We arrive at the station and approach a foreign exchange desk and explain our problem. The gentleman explains that he can’t help us with the Cash Passport, but that we should be able to withdraw money from the account through their service. Hope flickers brightly, but the transaction is denied and we’re left wanting. He suggests we visit a bank branch, and in broken English and with a few gestures we head in the general direction we think he was pointing at. No one in the branch understands a word of English, but to their credit they do figure out that we would like to withdraw some money and point us (very helpfully) in the direction of their ATM. As we already know that the card doesn’t work at ATM’s, we head straight out and I’m sure we leave them quite perplexed. In a desperate attempt we decide to bite the bullet and to make an international call using a pay-phone and my credit card, in the hopes that we will be able to contact the help desk. We seem to be too blonde to figure out how to manage this though, and after smsing our families in South Africa it dawns on Francois that, if we can find an internet cafe, he should be able to reset his pin from his online profile. We stumble into an internet cafe not a block from Termini station and within a few minutes, Francois says that he thinks the problem should be solved. We head to the nearest ATM and stand in front of it with trepidation. We are down to our last 10 Euros, with more than three weeks left in Europe, and the money in my account has all been earmarked for accommodation and car rental payments. He completes the transaction, and the sweet, sweet sound of an ATM counting out cash rings in our ears. I have never been as happy in my life as at that moment!

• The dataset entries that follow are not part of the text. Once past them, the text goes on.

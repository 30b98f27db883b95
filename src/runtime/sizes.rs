//! Layout-context `sizes` rules.
//!
//! The rendered width of an image depends on where it sits in the page, not
//! on the image itself: a hero-collage panel spans half the viewport on
//! tablets, a gallery tile a third on desktops, a social preview a fixed
//! 124px column. Each known layout context carries the media-condition
//! string the browser needs to pick a srcset candidate before layout.
//!
//! Contexts are detected from structural class hints — the element's own
//! classes plus those of its ancestors — mirroring how the page's stylesheet
//! targets the same slots.

/// A known image slot in the page layout.
#[derive(Debug, Clone, Copy, PartialEq, Eq)]
pub enum LayoutContext {
    HeroCollage,
    GalleryTile,
    SocialPreview,
    Card,
}

/// Structural position of an image element, as class hints.
#[derive(Debug, Clone, Copy, Default)]
pub struct StructuralHints<'a> {
    /// Classes on the image element itself.
    pub classes: &'a [&'a str],
    /// Classes on any ancestor element.
    pub ancestor_classes: &'a [&'a str],
}

impl LayoutContext {
    /// The `sizes` attribute value for this context.
    pub fn sizes(self) -> &'static str {
        match self {
            Self::HeroCollage => {
                "(max-width: 420px) 92vw, (max-width: 760px) 46vw, (max-width: 1080px) 50vw, 32vw"
            }
            Self::GalleryTile => {
                "(max-width: 520px) 100vw, (max-width: 760px) 50vw, (max-width: 1200px) 33vw, 280px"
            }
            Self::SocialPreview => "(max-width: 760px) 30vw, 124px",
            Self::Card => "(max-width: 960px) 100vw, 44vw",
        }
    }

    /// Match an element against the known slots. First match wins; images
    /// outside every known slot (brand marks, inline icons) get no `sizes`
    /// hint and are left unoptimized.
    pub fn detect(hints: &StructuralHints<'_>) -> Option<Self> {
        let in_ancestor = |class: &str| hints.ancestor_classes.contains(&class);
        let on_element = |class: &str| hints.classes.contains(&class);

        if in_ancestor("hero-collage") {
            Some(Self::HeroCollage)
        } else if in_ancestor("gallery-tile") || in_ancestor("image-card") {
            Some(Self::GalleryTile)
        } else if in_ancestor("social-preview-grid") {
            Some(Self::SocialPreview)
        } else if in_ancestor("path-card") || on_element("about-photo") {
            Some(Self::Card)
        } else {
            None
        }
    }
}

We sms the three stay-at-home-stooges to meet up with us at Termini station, from where we set out to the Spanish steps. The steps were never high on my “things to see in Rome” list, and true to my expectations they are overcrowded and overall a little disappointing. The view from the hill behind the steps is, however, amazing. We head into the Villa Borghese gardens and thoroughly envy the people zooming around on their Segways. Day seven of walking almost everywhere is finally taking its toll on our feet and bodies and, though we wish otherwise, we are spent and absolutely tired.
As we head back to our ‘home’, we stop in the neighborhood close to the Vatican to visit the market we saw on our first day here, as well as going into the Storia & Magia shop. It’s an amazing fantasy shop with exquisite jewelery and is absolutely every geek’s fantasy come true. They stock everything from Lord of the Rings, Star Wars and Harry Potter to Firefly and then some paraphernalia. I decide there and then that I will definitely have to visit Rome again, even if it is just to return to this shop! I buy a gorgeous silver dragon ring and grin like a little four year old all the way back home, where we spend another evening of storytelling, great food and (surprisingly) good wine.
Day 4: Capuchin Crypts, Fontana di Trevi, the Dali exhibit, and a night on Campo de’ Fiori
I have a somewhat unusual fascination with the macabre, and the Capuchin Crypts fell right into this category. This was very high on my must-see list for Rome, so after having breakfast and finally finishing with all the washing, we set out to find the crypts.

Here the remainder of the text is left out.